Mi chiusi nel mio mondo e cercai di piangere. Invano.
Dopo quell’episodio trascorsero circa 15 anni, durante i quali mi sposai, ebbi 2 figli
e mi divorziai.
Continuavo a scrivere.
Mio padre si era trasferito con un’altra donna, 20 anni più giovane di lui, in un’altra città.
Mia madre invecchiava come solo una donna abbandonata può fare.
Anch’io invecchiavo.
Gli editori rifiutavano ciò che gli inviavo.
Le loro risposte erano sempre circolari.

“…apprezziamo molto il contenuto dei Suoi racconti ma, come Lei certo capirà, il nostro obbiettivo prioritario è la famiglia, quindi i Suoi scritti, eccessivamente scurrili
e reali non sono, per il momento, ciò che Noi vorremmo da Lei. Nel caso ridimensionasse la Sua emotività, saremmo ben lieti di proporLe un periodo di collaborazione di…”.
Iniziai a bere per non pensare.
Andavo ai reading di poesia alternativa che si svolgevano in un locale dove una compagnia teatrale faceva le prove.
Conobbi una marea di gente assurda.
Tutti con la segreta speranza di diventare qualcuno.
In quel momento non mi fregava più nulla di me stesso.
Cercavo di sopravvivere.
Volevo scaricare un po’ della mia merda, accumulata negli anni, a qualcun altro.
Ma era merda particolare. Incolore,inodore, insapore.
E quando la spargevo, facendo finta di niente, leggendola ad alta voce, c’era sempre quello/a che diceva: “ EHI, MA NON HAI VISSUTO NULLA DI ALLEGRO?”.

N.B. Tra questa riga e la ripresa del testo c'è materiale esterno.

//! Keyboard shortcut parsing.
//!
//! Turns plain-text shortcut definitions such as `"alt-h"`, `"escape"` or
//! `"shift-enter"` into [`Node`] values that can be compared against incoming
//! key events.

mod node;
mod parser;

pub use node::{KEY_SEP, Key, Modifier, Node};
pub use parser::{ParseError, parse};
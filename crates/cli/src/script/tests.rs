use lootbox_document::{Markup, Viewport};
use lootbox_storage::MemoryStorage;
use lootbox_storefront::Options;
use pretty_assertions::assert_eq;
use rstest::rstest;

use super::*;

fn shop() -> Storefront<MemoryStorage> {
	let doc = Markup::bundled().unwrap().build(Viewport::default());
	Storefront::new(doc, MemoryStorage::new(), Options::default()).unwrap()
}

#[test]
fn parses_steps_with_line_numbers() {
	let script: Script = "\n# open the catalog\nkey alt-c\nadd \"Noctua NH-D15\"\nwait 300ms\ninput #name \"Ada \\\"A\\\" L\"\nmove .product-card 10 20.5\n"
		.parse()
		.unwrap();
	assert_eq!(
		script.steps,
		[
			(3, Step::Key("alt-c".parse().unwrap())),
			(4, Step::Add("Noctua NH-D15".into())),
			(5, Step::Wait(Duration::from_millis(300))),
			(
				6,
				Step::Input {
					target: "#name".into(),
					value: "Ada \"A\" L".into()
				}
			),
			(
				7,
				Step::Move {
					target: ".product-card".into(),
					x: 10.0,
					y: 20.5
				}
			),
		]
	);
}

#[test]
fn attribute_selectors_keep_inner_quotes() {
	let script: Script = "click a[href=\"#about\"]".parse().unwrap();
	assert_eq!(script.steps, [(1, Step::Click("a[href=\"#about\"]".into()))]);
}

#[rstest]
#[case("key escape", Key::Escape)]
#[case("key Escape", Key::Escape)]
#[case("key \" \"", Key::Space)]
#[case("key Enter", Key::Enter)]
fn key_accepts_dom_names(#[case] source: &str, #[case] expected: Key) {
	let script: Script = source.parse().unwrap();
	assert_eq!(script.steps, [(1, Step::Key(Node::from(expected)))]);
}

#[rstest]
#[case("jump #home", 1, "unknown command 'jump'")]
#[case("back\nclick", 2, "wrong number of arguments for 'click'")]
#[case("wait soon", 1, "expected milliseconds, found 'soon'")]
#[case("scroll NaN", 1, "expected a number, found 'NaN'")]
#[case("input #name \"Ada", 1, "unterminated quote")]
#[case("click \"#a\"b", 1, "expected whitespace after closing quote")]
#[case("\n\nkey alt-", 3, "invalid key 'alt-'")]
fn reports_bad_lines(#[case] source: &str, #[case] line: usize, #[case] message: &str) {
	let err = source.parse::<Script>().unwrap_err();
	assert_eq!(err.line, line);
	assert!(err.message.starts_with(message), "{}", err.message);
}

#[test]
fn malformed_selector_fails_at_parse_time() {
	let err = "hover .card>".parse::<Script>().unwrap_err();
	assert_eq!(err.line, 1);
	assert!(err.message.contains("unsupported selector"), "{}", err.message);
}

#[test]
fn session_adds_and_navigates() {
	let mut shop = shop();
	let script: Script = "key alt-c\nadd \"Noctua NH-D15\"\nadd \"Noctua NH-D15\"\nwait 300\nclick #cart-button"
		.parse()
		.unwrap();
	script.run(&mut shop).unwrap();

	let state = shop.state();
	assert_eq!(state.active_section.as_deref(), Some("components"));
	assert_eq!(state.cart.len(), 1);
	assert_eq!(state.cart[0].quantity, 1, "second click lands on a disabled button");
	assert_eq!(state.effects.len(), 1);
}

#[test]
fn missing_element_names_the_line() {
	let mut shop = shop();
	let script: Script = "back\nclick #checkout".parse().unwrap();
	let err = script.run(&mut shop).unwrap_err();
	assert_eq!(
		err,
		ScriptError {
			line: 2,
			message: "no element matches '#checkout'".into()
		}
	);
}

#[test]
fn unknown_product_is_an_error() {
	let mut shop = shop();
	let err = "add \"Flux Capacitor\"".parse::<Script>().unwrap().run(&mut shop).unwrap_err();
	assert_eq!(err.to_string(), "line 1: no product card titled 'Flux Capacitor'");
}

#[test]
fn idle_drains_timers() {
	let mut shop = shop();
	let script: Script = "key alt-p\nadd \"Blue Yeti USB Mic\"\nidle".parse().unwrap();
	script.run(&mut shop).unwrap();
	assert_eq!(shop.pending_timers(), 0);
	assert!(shop.state().toasts.is_empty());
	assert_eq!(shop.cart().item_count(), 1);
}
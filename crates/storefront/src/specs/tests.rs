use pretty_assertions::assert_eq;
use rstest::rstest;

use super::*;

#[test]
fn table_has_eighteen_products() {
	assert_eq!(known_products().count(), 18);
	assert!(lookup("Intel Core i9-13900K").is_some());
	assert!(lookup("intel core i9-13900k").is_none());
}

#[rstest]
#[case("Intel Core i9-13900K", "overlay-intel-core-i9-13900k")]
#[case("LG UltraGear 27\"", "overlay-lg-ultragear-27\"")]
#[case("Two  spaces\there", "overlay-two-spaces-here")]
#[case("", "overlay-")]
fn overlay_ids(#[case] name: &str, #[case] id: &str) {
	assert_eq!(overlay_id(name), id);
}

#[test]
fn known_product_overlay() {
	let overlay = OverlayContent::for_product("Next-Gen GPU", "ignored").unwrap();
	assert_eq!(overlay.heading, "Features");
	assert_eq!(overlay.aria_label, "Next-Gen GPU specifications");
	assert_eq!(overlay.lines.len(), 5);
	assert_eq!(overlay.lines[0], "High-end graphics for 4K/144Hz gaming");
}

#[test]
fn unknown_product_falls_back_to_details() {
	let overlay = OverlayContent::for_product("Gaming Chair", "Ergonomic").unwrap();
	assert_eq!(
		overlay,
		OverlayContent {
			id: "overlay-gaming-chair".into(),
			aria_label: "Gaming Chair details".into(),
			heading: "Details".into(),
			lines: vec![
				"Premium quality product".into(),
				"Full manufacturer warranty".into(),
				"Fast shipping available".into(),
			],
		}
	);
}

#[test]
fn unknown_product_without_description_has_no_overlay() {
	assert_eq!(OverlayContent::for_product("Gaming Chair", ""), None);
}
use lootbox_keymap_parser::{Node, parse};

use crate::StorefrontError;
use crate::options::{Binding, ShortcutAction};

/// Parsed shortcut table. The first binding matching a chord wins.
#[derive(Debug, Clone, Default)]
pub struct Shortcuts {
	bindings: Vec<(Node, ShortcutAction)>,
}

impl Shortcuts {
	pub fn new(bindings: &[Binding]) -> Result<Self, StorefrontError> {
		let bindings = bindings
			.iter()
			.map(|b| {
				let node = parse(&b.keys).map_err(|source| StorefrontError::Shortcut {
					keys: b.keys.clone(),
					source,
				})?;
				Ok((node, b.action.clone()))
			})
			.collect::<Result<_, StorefrontError>>()?;
		Ok(Self { bindings })
	}

	pub fn lookup(&self, chord: Node) -> Option<&ShortcutAction> {
		self.bindings.iter().find(|(node, _)| *node == chord).map(|(_, action)| action)
	}

	pub fn len(&self) -> usize {
		self.bindings.len()
	}

	pub fn is_empty(&self) -> bool {
		self.bindings.is_empty()
	}
}

#[cfg(test)]
mod tests {
	use lootbox_keymap_parser::{Key, Modifier};
	use pretty_assertions::assert_eq;

	use super::*;
	use crate::options::default_bindings;

	#[test]
	fn default_table_resolves() {
		let shortcuts = Shortcuts::new(&default_bindings()).unwrap();
		assert_eq!(shortcuts.len(), 7);
		let alt_p = Node::new(Modifier::Alt as u8, Key::Char('p'));
		assert_eq!(shortcuts.lookup(alt_p), Some(&ShortcutAction::Navigate("#peripherals".into())));
		assert_eq!(shortcuts.lookup(Key::Escape.into()), Some(&ShortcutAction::CloseMenu));
		assert_eq!(shortcuts.lookup(Key::Char('p').into()), None);
	}

	#[test]
	fn bad_chord_is_reported() {
		let err = Shortcuts::new(&[Binding::new("alt-", ShortcutAction::CloseMenu)]).unwrap_err();
		assert!(matches!(err, StorefrontError::Shortcut { keys, .. } if keys == "alt-"));
	}
}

Cambiai luoghi di lettura.
Lessi le mie cose in certi pub talmente maleodoranti che una volta, tornando a casa ( da mia madre ) buttai via i vestiti indossati per quell’occasione.

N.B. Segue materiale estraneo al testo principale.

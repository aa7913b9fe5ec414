use pretty_assertions::assert_eq;

use super::*;

const MINIMAL: &str = r##"
nav = [{ href = "#home", label = "Home" }]

[[sections]]
id = "home"

[[sections.blocks]]
kind = "card"
name = "Widget"
price = "₱100"
"##;

#[test]
fn bundled_markup_parses() {
	let markup = Markup::bundled().unwrap();
	let ids: Vec<_> = markup.sections.iter().map(|s| s.id.as_str()).collect();
	assert_eq!(ids, ["home", "components", "peripherals", "about"]);
	assert_eq!(markup.nav.len(), 4);
}

#[test]
fn card_defaults_to_add_to_cart() {
	let markup = Markup::from_toml_str(MINIMAL).unwrap();
	let Block::Card(card) = &markup.sections[0].blocks[0] else {
		panic!("expected card block");
	};
	assert_eq!(card.action, CardAction::AddToCart);
	assert!(card.animate);
	assert!(markup.mobile_menu);
}

#[test]
fn view_details_action() {
	let source = r##"
[[sections]]
id = "home"

[[sections.blocks]]
kind = "card"
name = "GPU"
price = "₱1"
action = { view-details = { href = "#components" } }
"##;
	let markup = Markup::from_toml_str(source).unwrap();
	let Block::Card(card) = &markup.sections[0].blocks[0] else {
		panic!("expected card block");
	};
	assert_eq!(
		card.action,
		CardAction::ViewDetails {
			href: "#components".into()
		}
	);
}

#[test]
fn rejects_empty_sections() {
	let err = Markup::from_toml_str("sections = []").unwrap_err();
	assert!(matches!(err, MarkupError::NoSections));
}

#[test]
fn rejects_duplicate_section_ids() {
	let source = r#"
[[sections]]
id = "home"

[[sections]]
id = "home"
"#;
	let err = Markup::from_toml_str(source).unwrap_err();
	assert!(matches!(err, MarkupError::DuplicateId(id) if id == "home"));
}

#[test]
fn rejects_reserved_ids() {
	let err = Markup::from_toml_str("[[sections]]\nid = \"back-to-top\"\n").unwrap_err();
	assert!(matches!(err, MarkupError::DuplicateId(id) if id == "back-to-top"));
}

#[test]
fn rejects_unknown_block_kind() {
	let source = "[[sections]]\nid = \"home\"\n[[sections.blocks]]\nkind = \"carousel\"\n";
	assert!(matches!(Markup::from_toml_str(source), Err(MarkupError::Toml(_))));
}

#[test]
fn build_produces_expected_structure() {
	let doc = Markup::from_toml_str(MINIMAL).unwrap().build(Viewport::default());

	let home = doc.get_element_by_id("home").unwrap();
	assert!(doc.has_class(home, "page"));
	assert!(!doc.has_class(home, "active"));

	let card = doc.descendant_with_class(home, "product-card").unwrap();
	let title = doc.descendant_with_tag(card, "h3").unwrap();
	assert_eq!(doc.text(title), "Widget");
	let price = doc.descendant_with_class(card, "text-indigo-400").unwrap();
	assert_eq!(doc.text(price), "₱100");
	let button = doc.descendant_with_class(card, "add-to-cart").unwrap();
	assert_eq!(doc.text(button), "Add to Cart");

	let link = doc.find_anchor("#home").unwrap();
	assert!(doc.has_class(link, "nav-link"));
	assert!(doc.has_class(link, "nav-trigger"));

	let badge = doc.get_element_by_id("cart-count").unwrap();
	assert!(doc.has_class(badge, "hidden"));
	assert_eq!(doc.text(badge), "0");
	assert!(doc.get_element_by_id("mobile-cart-count").is_some());
	assert!(doc.get_element_by_id("back-to-top").is_some());
	assert!(doc.get_element_by_id("current-year").is_some());
	assert!(doc.get_element_by_id("contact-form").is_none());
}

#[test]
fn mobile_menu_starts_closed() {
	let doc = Markup::bundled().unwrap().build(Viewport::default());
	let button = doc.get_element_by_id("mobile-menu-button").unwrap();
	assert_eq!(doc.attr(button, "aria-expanded"), Some("false"));
	let menu = doc.get_element_by_id("mobile-menu").unwrap();
	assert!(doc.has_class(menu, "hidden"));
	let close = doc.descendant_with_class(button, "close-icon").unwrap();
	assert!(doc.has_class(close, "hidden"));
	assert_eq!(doc.elements_with_class("mobile-nav-link").len(), 4);
	assert_eq!(doc.elements_with_class("nav-link").len(), 4);
}

#[test]
fn contact_form_fields() {
	let doc = Markup::bundled().unwrap().build(Viewport::default());
	for id in [
		"contact-form",
		"name",
		"name-error",
		"email",
		"email-error",
		"message",
		"message-error",
		"message-count",
		"submit-btn",
		"form-success",
	] {
		assert!(doc.get_element_by_id(id).is_some(), "missing #{id}");
	}
	let success = doc.get_element_by_id("form-success").unwrap();
	assert!(doc.has_class(success, "hidden"));
}

#[test]
fn stat_targets_are_attributes() {
	let doc = Markup::bundled().unwrap().build(Viewport::default());
	let targets: Vec<_> = doc
		.elements_with_class("stat-number")
		.into_iter()
		.filter_map(|n| doc.attr(n, "data-target"))
		.collect();
	assert_eq!(targets, ["10000", "99", "24"]);
}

Una sera di ottobre tentai il suicidio.
Mi svegliai in un ospedale dove l’infermiere continuava a dirmi di una tale persona che mi aveva salvato e che sarebbe arrivata da un momento all’altro.
Non riuscii a ringraziarla.
Era una società strana. Non potevo decidere di morire in santa pace senza che qualcuno si arrogasse il diritto di impedirmelo.

Uscito di lì, decisi di riprendermi la vita in mano.
Non serviva nulla perderla.
Iniziai a frequentare una palestra, cercando di far risalire in superficie i miei muscoli
annegati nel grasso.
Un martedì mattina ricevetti una lettera da mio padre.

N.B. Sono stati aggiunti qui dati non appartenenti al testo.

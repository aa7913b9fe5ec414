use lootbox_storage::{FileStorage, MemoryStorage, Storage, StorageError};
use pretty_assertions::assert_eq;

#[test]
fn missing_file_opens_empty() {
	let dir = tempfile::tempdir().unwrap();
	let storage = FileStorage::open(dir.path().join("nested/storage.json")).unwrap();
	assert_eq!(storage.get("lootbox_cart"), None);
}

#[test]
fn writes_survive_reopen() {
	let dir = tempfile::tempdir().unwrap();
	let path = dir.path().join("nested/storage.json");

	let mut storage = FileStorage::open(&path).unwrap();
	storage.set("lootbox_cart", "[]").unwrap();
	storage.set("other", "value").unwrap();
	storage.remove("other").unwrap();
	drop(storage);

	let reopened = FileStorage::open(&path).unwrap();
	assert_eq!(reopened.get("lootbox_cart").as_deref(), Some("[]"));
	assert_eq!(reopened.get("other"), None);
	assert!(!path.with_extension("json.tmp").exists());
}

#[test]
fn corrupt_file_is_reported() {
	let dir = tempfile::tempdir().unwrap();
	let path = dir.path().join("storage.json");
	std::fs::write(&path, "not json").unwrap();

	let err = FileStorage::open(&path).unwrap_err();
	assert!(matches!(err, StorageError::Json { .. }), "{err}");
}

#[test]
fn blank_file_opens_empty() {
	let dir = tempfile::tempdir().unwrap();
	let path = dir.path().join("storage.json");
	std::fs::write(&path, "\n").unwrap();
	assert!(FileStorage::open(&path).unwrap().get("anything").is_none());
}

#[test]
fn memory_storage_behaves_like_a_map() {
	let mut storage = MemoryStorage::with_entry("a", "1");
	assert_eq!(storage.get("a").as_deref(), Some("1"));
	storage.set("a", "2").unwrap();
	storage.remove("missing").unwrap();
	assert_eq!(storage.get("a").as_deref(), Some("2"));
	assert_eq!(storage.len(), 1);
}
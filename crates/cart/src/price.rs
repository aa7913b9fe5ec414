use std::sync::LazyLock;

use num_format::{Locale, ToFormattedString};
use regex::Regex;
use thiserror::Error;

/// Characters stripped from price strings before parsing.
const PRICE_NOISE: [char; 2] = ['₱', ','];

static FLOAT_PREFIX: LazyLock<Regex> = LazyLock::new(|| {
	Regex::new(r"^[+-]?(?:Infinity|(?:\d+\.?\d*|\.\d+)(?:[eE][+-]?\d+)?)").expect("float prefix pattern is valid")
});

/// A cart line whose price could not be read as a number.
#[derive(Debug, Clone, PartialEq, Eq, Error)]
#[error("price {price:?} of {name:?} is not a number")]
pub struct PriceError {
	pub name: String,
	pub price: String,
}

/// Parses a displayed price such as `"₱32,995"` into a number.
///
/// Only the peso sign and comma thousands separators are stripped. The
/// remainder is read like a float literal prefix: leading whitespace is
/// skipped and trailing garbage ignored (`"₱100 each"` is `100`). Input with
/// no numeric prefix yields `NaN`.
pub fn parse_price(raw: &str) -> f64 {
	let cleaned: String = raw.chars().filter(|ch| !PRICE_NOISE.contains(ch)).collect();
	FLOAT_PREFIX
		.find(cleaned.trim_start())
		.and_then(|m| m.as_str().parse::<f64>().ok())
		.unwrap_or(f64::NAN)
}

/// Formats an amount as pesos with thousands separators and two decimals.
pub fn format_price(amount: f64) -> String {
	if !amount.is_finite() {
		return "₱NaN".to_string();
	}
	let cents = (amount.abs() * 100.0).round() as u64;
	let sign = if amount < 0.0 && cents > 0 { "-" } else { "" };
	format!("{sign}₱{}.{:02}", (cents / 100).to_formatted_string(&Locale::en), cents % 100)
}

“…non c’è nulla di peggio che andarsene da questo mondo, sapendo che il tuo unico figlio non ti perdonerà mai per degli errori di gioventù. Se tu solo cercassi di capire
in che vuoto sto trascorrendo gli ultimi giorni che mi rimangono certamente potresti,
non dico perdonarmi, ma almeno riflettere sul passato e concederti un ripensamento
sui fatti che hanno contribuito a deteriorare il nostro rapporto…”.

Stracciai la lettera, infilai tutti i pezzettini in una busta e allegai un foglio con su scritto: “ AVER PAURA DI MORIRE NON E’ DA UOMINI! E’ UNA COSA DA FINOCCHI!”.

La affrancai e la spedii.

Dopo circa sette mesi e mezzo, una sera, nella buca delle lettere trovai una busta molto elegante, il cui mittente era un famoso notaio del padovano.

“…e secondo le volontà di Suo padre, NULLA  a Lei sarà dovuto ( secondo le disposizioni testamentarie del sopracitato), sia dei beni immobili, sia del patrimonio
personale così suddiviso:…”
Girai la lettera dal lato bianco del retro e iniziai a scrivere.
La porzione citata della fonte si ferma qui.